[Opening INFORMATION SHOWN section]

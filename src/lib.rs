//! IT Problem Tracker - ärendelogg för IT-support
//!
//! Ärenden (datum, ämne, problem, lösning) lagras i en lokal SQLite-fil
//! och kan exporteras till och återställas från en JSON-backup.

pub mod app;
pub mod db;
pub mod models;
pub mod services;
pub mod utils;

// Re-exports
pub use app::{EntryChanges, StatusMessage, TrackerApp};
pub use db::Database;
pub use models::*;
pub use utils::error::{AppError, AppResult, ImportError};
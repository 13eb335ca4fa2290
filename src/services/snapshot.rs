//! Backupformatet: en JSON-lista med `[id, date, subject, problem, solution]`
//!
//! Texten skrivs som rå UTF-8 (icke-ASCII escapas inte) med fyra mellanslags
//! indrag, samma format som äldre versioner av programmet producerade.

use serde::Serialize;
use serde_json::ser::PrettyFormatter;
use serde_json::Value;

use crate::models::Problem;
use crate::utils::error::ImportError;

/// Antal fält per post
pub const FIELD_COUNT: usize = 5;

/// Serialisera ärenden i given ordning
pub fn encode(problems: &[Problem]) -> Result<Vec<u8>, serde_json::Error> {
    let rows: Vec<(i64, &str, &str, &str, &str)> = problems
        .iter()
        .map(|p| (p.id, p.date.as_str(), p.subject.as_str(), p.problem.as_str(), p.solution.as_str()))
        .collect();

    let mut buffer = Vec::new();
    let formatter = PrettyFormatter::with_indent(b"    ");
    let mut serializer = serde_json::Serializer::with_formatter(&mut buffer, formatter);
    rows.serialize(&mut serializer)?;

    Ok(buffer)
}

/// Läs och validera en backup; inga sidoeffekter
pub fn decode(bytes: &[u8]) -> Result<Vec<Problem>, ImportError> {
    let rows: Vec<Value> = serde_json::from_slice(bytes)?;

    rows.into_iter()
        .enumerate()
        .map(|(index, value)| decode_row(index, value))
        .collect()
}

fn decode_row(index: usize, value: Value) -> Result<Problem, ImportError> {
    let Value::Array(fields) = value else {
        return Err(ImportError::shape(index, "posten är ingen lista"));
    };

    if fields.len() != FIELD_COUNT {
        return Err(ImportError::shape(
            index,
            format!("förväntade {} fält, fick {}", FIELD_COUNT, fields.len()),
        ));
    }

    let mut fields = fields.into_iter();
    let id = fields
        .next()
        .and_then(|v| v.as_i64())
        .ok_or_else(|| ImportError::shape(index, "id måste vara ett heltal"))?;

    let mut text = |name: &str| -> Result<String, ImportError> {
        match fields.next() {
            Some(Value::String(s)) => Ok(s),
            // Tomma kolumner i äldre backuper
            Some(Value::Null) => Ok(String::new()),
            _ => Err(ImportError::shape(index, format!("{} måste vara text", name))),
        }
    };

    let date = text("date")?;
    let subject = text("subject")?;
    if Problem::validate_subject(&subject).is_err() {
        return Err(ImportError::shape(index, "ämnet får inte vara tomt"));
    }

    Ok(Problem {
        id,
        date,
        subject,
        problem: text("problem")?,
        solution: text("solution")?,
    })
}
use std::path::{Path, PathBuf};

/// Databasens filnamn i datakatalogen
pub const DATABASE_FILENAME: &str = "problems.db";

/// Standardnamn för exporterade backuper
pub const DEFAULT_BACKUP_FILENAME: &str = "backup.bak";

/// Katalognamn under plattformens datakatalog
pub fn app_dir_name() -> &'static str {
    if cfg!(any(target_os = "macos", target_os = "windows")) {
        "IT_Problem_Tracker"
    } else {
        "it_problem_tracker"
    }
}

/// Var datafilen ska ligga
#[derive(Debug, Clone, PartialEq, Eq)]
pub enum DataLocation {
    /// Plattformens applikationsdatakatalog (installerad app)
    Platform,
    /// Bredvid den körbara filen (ej paketerad körning)
    Portable,
    /// Explicit katalog från inställningar eller kommandorad
    Override(PathBuf),
}

impl DataLocation {
    /// Lös upp datakatalogen
    ///
    /// Ren funktion av miljön: samma plattform och paketering ger samma sökväg.
    pub fn resolve(&self) -> PathBuf {
        match self {
            Self::Override(dir) => dir.clone(),
            Self::Portable => executable_dir(),
            Self::Platform => platform_data_dir(),
        }
    }
}

/// `~/Library/Application Support`, `%APPDATA%` eller `~/.local/share`
pub fn platform_data_dir() -> PathBuf {
    let base = if cfg!(any(target_os = "macos", target_os = "windows")) {
        dirs::data_dir()
    } else {
        // Alltid ~/.local/share, oberoende av XDG_DATA_HOME
        dirs::home_dir().map(|home| home.join(".local").join("share"))
    };

    base.map(|base| base.join(app_dir_name()))
        .unwrap_or_else(executable_dir)
}

/// Katalogen där programfilen ligger
pub fn executable_dir() -> PathBuf {
    std::env::current_exe()
        .ok()
        .and_then(|exe| exe.parent().map(Path::to_path_buf))
        .unwrap_or_else(|| PathBuf::from("."))
}

/// Hämta databassökväg i en datakatalog
pub fn get_database_path(data_dir: &Path) -> PathBuf {
    data_dir.join(DATABASE_FILENAME)
}

/// Hämta konfigurationssökväg
pub fn get_config_path() -> PathBuf {
    directories::ProjectDirs::from("", "", "IT_Problem_Tracker")
        .map(|dirs| dirs.config_dir().join("settings.toml"))
        .unwrap_or_else(|| PathBuf::from("settings.toml"))
}

/// Normalisera sökväg för visning
pub fn display_path(path: &Path) -> String {
    // Förkorta hemkatalogen till ~
    if let Some(home) = dirs::home_dir() {
        if let Ok(stripped) = path.strip_prefix(&home) {
            return format!("~/{}", stripped.display());
        }
    }
    path.display().to_string()
}
//! Datum i det solära hijri-kalendern (jalali) och kalenderval
//!
//! Omvandlingen är ren aritmetik över 33-årscykeln och gäller för
//! alla datum programmet realistiskt stämplar.

use std::fmt;

use chrono::{Datelike, Duration, Local, NaiveDate};
use serde::{Deserialize, Serialize};

/// Ackumulerade dagar före varje gregoriansk månad (icke-skottår)
const GREGORIAN_DAYS_BEFORE_MONTH: [i64; 12] = [0, 31, 59, 90, 120, 151, 181, 212, 243, 273, 304, 334];

/// Ett datum i jalali-kalendern
#[derive(Debug, Clone, Copy, PartialEq, Eq, PartialOrd, Ord)]
pub struct JalaliDate {
    pub year: i32,
    pub month: u32,
    pub day: u32,
}

impl JalaliDate {
    /// Omvandla ett gregorianskt datum
    pub fn from_gregorian(date: NaiveDate) -> Self {
        let gy = date.year() as i64;
        let gm = date.month() as usize;
        let gd = date.day() as i64;

        let gy2 = if gm > 2 { gy + 1 } else { gy };
        let mut days = 355_666 + 365 * gy + (gy2 + 3) / 4 - (gy2 + 99) / 100 + (gy2 + 399) / 400
            + gd
            + GREGORIAN_DAYS_BEFORE_MONTH[gm - 1];

        let mut jy = -1595 + 33 * (days / 12_053);
        days %= 12_053;
        jy += 4 * (days / 1461);
        days %= 1461;
        if days > 365 {
            jy += (days - 1) / 365;
            days = (days - 1) % 365;
        }

        let (month, day) = if days < 186 {
            (1 + days / 31, 1 + days % 31)
        } else {
            (7 + (days - 186) / 30, 1 + (days - 186) % 30)
        };

        Self {
            year: jy as i32,
            month: month as u32,
            day: day as u32,
        }
    }

    /// Omvandla tillbaka till gregorianskt datum
    pub fn to_gregorian(&self) -> Option<NaiveDate> {
        if !(1..=12).contains(&self.month) || self.day == 0 || self.day > 31 {
            return None;
        }

        let jy = self.year as i64 + 1595;
        let jm = self.month as i64;
        let jd = self.day as i64;

        let month_offset = if jm < 7 { (jm - 1) * 31 } else { (jm - 7) * 30 + 186 };
        let mut days = -355_668 + 365 * jy + (jy / 33) * 8 + ((jy % 33) + 3) / 4 + jd + month_offset;

        let mut gy = 400 * (days / 146_097);
        days %= 146_097;
        if days > 36_524 {
            days -= 1;
            gy += 100 * (days / 36_524);
            days %= 36_524;
            if days >= 365 {
                days += 1;
            }
        }
        gy += 4 * (days / 1461);
        days %= 1461;
        if days > 365 {
            gy += (days - 1) / 365;
            days = (days - 1) % 365;
        }

        NaiveDate::from_yo_opt(gy as i32, (days + 1) as u32)
    }

    /// Antal dagar i årets sista månad avgör skottår
    pub fn is_leap_year(year: i32) -> bool {
        let next_nowruz = JalaliDate { year: year + 1, month: 1, day: 1 }.to_gregorian();
        next_nowruz
            .and_then(|d| d.checked_sub_signed(Duration::days(1)))
            .map(|last| JalaliDate::from_gregorian(last).day == 30)
            .unwrap_or(false)
    }

    pub fn days_in_month(year: i32, month: u32) -> u32 {
        match month {
            1..=6 => 31,
            7..=11 => 30,
            12 if Self::is_leap_year(year) => 30,
            12 => 29,
            _ => 0,
        }
    }

    /// Parsa `YYYY-MM-DD` och kontrollera att datumet finns
    pub fn parse(s: &str) -> Option<Self> {
        let mut parts = s.trim().splitn(3, '-');
        let year = parts.next()?.parse::<i32>().ok()?;
        let month = parts.next()?.parse::<u32>().ok()?;
        let day = parts.next()?.parse::<u32>().ok()?;

        if day == 0 || day > Self::days_in_month(year, month) {
            return None;
        }

        Some(Self { year, month, day })
    }
}

impl fmt::Display for JalaliDate {
    fn fmt(&self, f: &mut fmt::Formatter<'_>) -> fmt::Result {
        write!(f, "{:04}-{:02}-{:02}", self.year, self.month, self.day)
    }
}

/// Kalender som används när nya ärenden datumstämplas
#[derive(Debug, Clone, Copy, PartialEq, Eq, Default, Serialize, Deserialize)]
#[serde(rename_all = "lowercase")]
pub enum Calendar {
    #[default]
    Jalali,
    Gregorian,
}

impl Calendar {
    /// Formatera ett datum i denna kalender
    pub fn format(&self, date: NaiveDate) -> String {
        match self {
            Self::Jalali => JalaliDate::from_gregorian(date).to_string(),
            Self::Gregorian => date.format("%Y-%m-%d").to_string(),
        }
    }

    /// Dagens datum som text
    pub fn today(&self) -> String {
        self.format(Local::now().date_naive())
    }

    /// Finns datumet `YYYY-MM-DD` i denna kalender
    pub fn is_valid_date(&self, s: &str) -> bool {
        match self {
            Self::Jalali => JalaliDate::parse(s).is_some(),
            Self::Gregorian => NaiveDate::parse_from_str(s.trim(), "%Y-%m-%d").is_ok(),
        }
    }

    pub fn from_config_str(s: &str) -> Option<Self> {
        match s.trim().to_lowercase().as_str() {
            "jalali" | "persian" | "shamsi" => Some(Self::Jalali),
            "gregorian" => Some(Self::Gregorian),
            _ => None,
        }
    }
}

impl fmt::Display for Calendar {
    fn fmt(&self, f: &mut fmt::Formatter<'_>) -> fmt::Result {
        match self {
            Self::Jalali => write!(f, "jalali"),
            Self::Gregorian => write!(f, "gregorian"),
        }
    }
}
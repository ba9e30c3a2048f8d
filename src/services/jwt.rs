use chrono::{Duration, Utc};
use jsonwebtoken::{decode, encode, Algorithm, DecodingKey, EncodingKey, Header, Validation};
use serde::{Deserialize, Serialize};
use uuid::Uuid;

use crate::config::JwtConfig;
use crate::error::AppError;

/// JWT service for credential minting and validation. Signing is pure
/// computation over process-wide material; no I/O.
#[derive(Clone)]
pub struct JwtService {
    encoding_key: EncodingKey,
    decoding_key: DecodingKey,
    access_token_expiry_minutes: i64,
    refresh_token_expiry_days: i64,
}

/// Claims for access tokens (short-lived)
#[derive(Debug, Clone, Serialize, Deserialize)]
pub struct AccessTokenClaims {
    /// Subject (user ID)
    pub sub: String,
    /// Email
    pub email: String,
    /// Expiration time (Unix timestamp)
    pub exp: i64,
    /// Issued at (Unix timestamp)
    pub iat: i64,
    /// JWT ID
    pub jti: String,
}

/// Claims for refresh tokens (long-lived, exchangeable only for new
/// access tokens)
#[derive(Debug, Clone, Serialize, Deserialize)]
pub struct RefreshTokenClaims {
    /// Subject (user ID)
    pub sub: String,
    /// JWT ID
    pub jti: String,
    /// Expiration time (Unix timestamp)
    pub exp: i64,
    /// Issued at (Unix timestamp)
    pub iat: i64,
}

impl JwtService {
    pub fn new(config: &JwtConfig) -> Result<Self, AppError> {
        if config.secret.len() < 32 {
            return Err(AppError::ConfigError(anyhow::anyhow!(
                "JWT_SECRET must be at least 32 bytes"
            )));
        }

        Ok(Self {
            encoding_key: EncodingKey::from_secret(config.secret.as_bytes()),
            decoding_key: DecodingKey::from_secret(config.secret.as_bytes()),
            access_token_expiry_minutes: config.access_token_expiry_minutes,
            refresh_token_expiry_days: config.refresh_token_expiry_days,
        })
    }

    /// Generate an access token for a user
    pub fn generate_access_token(
        &self,
        user_id: &str,
        email: &str,
    ) -> Result<String, anyhow::Error> {
        let now = Utc::now();
        let exp = now + Duration::minutes(self.access_token_expiry_minutes);

        let claims = AccessTokenClaims {
            sub: user_id.to_string(),
            email: email.to_string(),
            exp: exp.timestamp(),
            iat: now.timestamp(),
            jti: Uuid::new_v4().to_string(),
        };

        let token = encode(&Header::new(Algorithm::HS256), &claims, &self.encoding_key)
            .map_err(|e| anyhow::anyhow!("Failed to encode access token: {}", e))?;

        Ok(token)
    }

    /// Generate a refresh token for a user
    pub fn generate_refresh_token(&self, user_id: &str) -> Result<String, anyhow::Error> {
        let now = Utc::now();
        let exp = now + Duration::days(self.refresh_token_expiry_days);

        let claims = RefreshTokenClaims {
            sub: user_id.to_string(),
            jti: Uuid::new_v4().to_string(),
            exp: exp.timestamp(),
            iat: now.timestamp(),
        };

        let token = encode(&Header::new(Algorithm::HS256), &claims, &self.encoding_key)
            .map_err(|e| anyhow::anyhow!("Failed to encode refresh token: {}", e))?;

        Ok(token)
    }

    /// Generate both access and refresh tokens
    pub fn generate_token_pair(
        &self,
        user_id: &str,
        email: &str,
    ) -> Result<(String, String), anyhow::Error> {
        let access_token = self.generate_access_token(user_id, email)?;
        let refresh_token = self.generate_refresh_token(user_id)?;

        Ok((access_token, refresh_token))
    }

    /// Validate and decode an access token
    pub fn validate_access_token(&self, token: &str) -> Result<AccessTokenClaims, anyhow::Error> {
        let mut validation = Validation::new(Algorithm::HS256);
        validation.validate_exp = true;

        let token_data = decode::<AccessTokenClaims>(token, &self.decoding_key, &validation)
            .map_err(|e| anyhow::anyhow!("Invalid access token: {}", e))?;

        Ok(token_data.claims)
    }

    /// Validate and decode a refresh token
    pub fn validate_refresh_token(
        &self,
        token: &str,
    ) -> Result<RefreshTokenClaims, anyhow::Error> {
        let mut validation = Validation::new(Algorithm::HS256);
        validation.validate_exp = true;

        let token_data = decode::<RefreshTokenClaims>(token, &self.decoding_key, &validation)
            .map_err(|e| anyhow::anyhow!("Invalid refresh token: {}", e))?;

        Ok(token_data.claims)
    }
}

[Closing INFORMATION SHOWN section]

=== TASK DIRECTIONS ===
Using the entries above, return each line in which the word "månad" occurs.

=== PROBLEM SOLUTION ===
/// Ackumulerade dagar före varje gregoriansk månad (icke-skottår)
    /// Antal dagar i årets sista månad avgör skottår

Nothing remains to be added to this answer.